NATIONAL NATIVE TITLE TRIBUNAL

Heather Tilberoo and Ors (Birri People)/Activex Limited; Conquest Mining Limited; Global Resources Corporation Limited; Ramelius Resources Limited; Australasia Consolidated Limited/ Queensland, [2012] NNTTA 70 (26 June 2012)

Applications No:      QF12/3, QF12/4, QF12/5, QF12/6, QF12/7

IN THE MATTER of the Native Title Act 1993 (Cth)

- and -

IN THE MATTER of an inquiry into Future Act Determination Application

State of Queensland     (government party)

- and -

Heather Tilberoo, Frank Fisher, Colin McLennan, Alan Fisher, Algon Walsh Jnr, David Miller and Grace Smallwood & Anor on behalf of the Birri People

(native title party)

- and –

Activex Limited; Conquest Mining Limited; Global Resources Corporation Limited; Ramelius Resources Limited; Australasia Consolidated Limited                   (grantee parties)

FUTURE ACT DETERMINATION

Tribunal:           John Sosso

Place:                Brisbane

Date:                 26 June 2012

Representatives:

Government Party:             Ms Sara Newrick, Department of Natural Resources and Mines

Native Title Party:              Michael Owens, Lawyers and Consultants

Grantee Parties:  Mr Glenn Wright; Ms Kate Ellis; Ms Jannah Hintz; Mr Alan Thompson

Catchwords:     Native title – future acts – inability to finalise agreements -consent determination that the acts may be done.
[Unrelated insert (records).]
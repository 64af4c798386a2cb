//! Log file setup using tracing
//!
//! The log file is append-only and records every user-facing message with a
//! local timestamp. It is never read back.

use std::env;
use std::fs;
use std::path::{Path, PathBuf};

use anyhow::{Context, Result};
use tracing_subscriber::fmt::time::ChronoLocal;
use tracing_subscriber::prelude::*;
use tracing_subscriber::{fmt, EnvFilter};

/// Default log file name, created in the process working directory
pub const DEFAULT_LOG_FILE: &str = "office_tweaks.log";

/// Environment variable holding an EnvFilter directive
pub const LOG_FILTER_ENV: &str = "OFFICE_TWEAKS_LOG";

/// Install the global subscriber: file layer always, stderr layer with `verbose`.
///
/// Returns the absolute path of the log file. Must be called once, before any
/// component emits events.
pub fn init_logging(log_file: &Path, verbose: bool) -> Result<PathBuf> {
    let log_file = if log_file.is_absolute() {
        log_file.to_path_buf()
    } else {
        env::current_dir()
            .context("Failed to read the process working directory")?
            .join(log_file)
    };

    let directory = log_file
        .parent()
        .map(Path::to_path_buf)
        .unwrap_or_else(|| PathBuf::from("."));
    let file_name = log_file
        .file_name()
        .with_context(|| format!("Log path has no file name: {}", log_file.display()))?;
    fs::create_dir_all(&directory)
        .with_context(|| format!("Failed to create log directory: {}", directory.display()))?;

    // Written synchronously so an interrupt-driven exit never drops lines
    let file_appender = tracing_appender::rolling::never(&directory, file_name);

    let default_level = if verbose { "debug" } else { "info" };
    let filter_layer = EnvFilter::try_from_env(LOG_FILTER_ENV)
        .unwrap_or_else(|_| EnvFilter::new(default_level));

    let timer = ChronoLocal::new("%Y-%m-%d %H:%M:%S".to_string());

    let stderr_layer = verbose.then(|| {
        fmt::layer()
            .with_writer(std::io::stderr)
            .with_target(false)
            .without_time()
    });

    tracing_subscriber::registry()
        .with(filter_layer)
        .with(
            fmt::layer()
                .with_writer(file_appender)
                .with_timer(timer)
                .with_target(false)
                .with_ansi(false),
        )
        .with(stderr_layer)
        .try_init()
        .context("Failed to install the log subscriber")?;

    tracing::info!(version = env!("CARGO_PKG_VERSION"), "Office Tweaks started");

    Ok(log_file)
}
Legislation:Native Title Act 1993 (Cth,) ss. 29, 30A, 31, 32, 35, 38, 39, 61, 62A, 75, 77

Cases:        Alan Fisher & Ors (Birri People)/Queensland/Activex Limited, Conquest Mining Limited, Global Resources Corporation Limited, [2012] NNTTA 65 (18 June 2012) Deputy President Sosso

Doolan v Native Title Registrar (2007) 158 FCR 233

Foster v Copper Strike Ltd (2006) 200 FLR 182

Monkey Mia Dolphin Resort Pty Ltd v Western Australia [2001] NNTTA 50; (2001) 164 FLR 361

Moore v Mungeranie (2005) 193 FLR 62

REASONS FOR FUTURE ACT DETERMINATION

  1. On the dates specified in the attached schedule, the State of Queensland (“the government party”) gave notice under s. 29 of the Native Title Act 1993 (Cth) (“the Act”) of its intention to grant various Exploration Permits for Mineral to the grantee parties listed in the attached schedule pursuant to the Mineral Resources Act 1989 (Qld).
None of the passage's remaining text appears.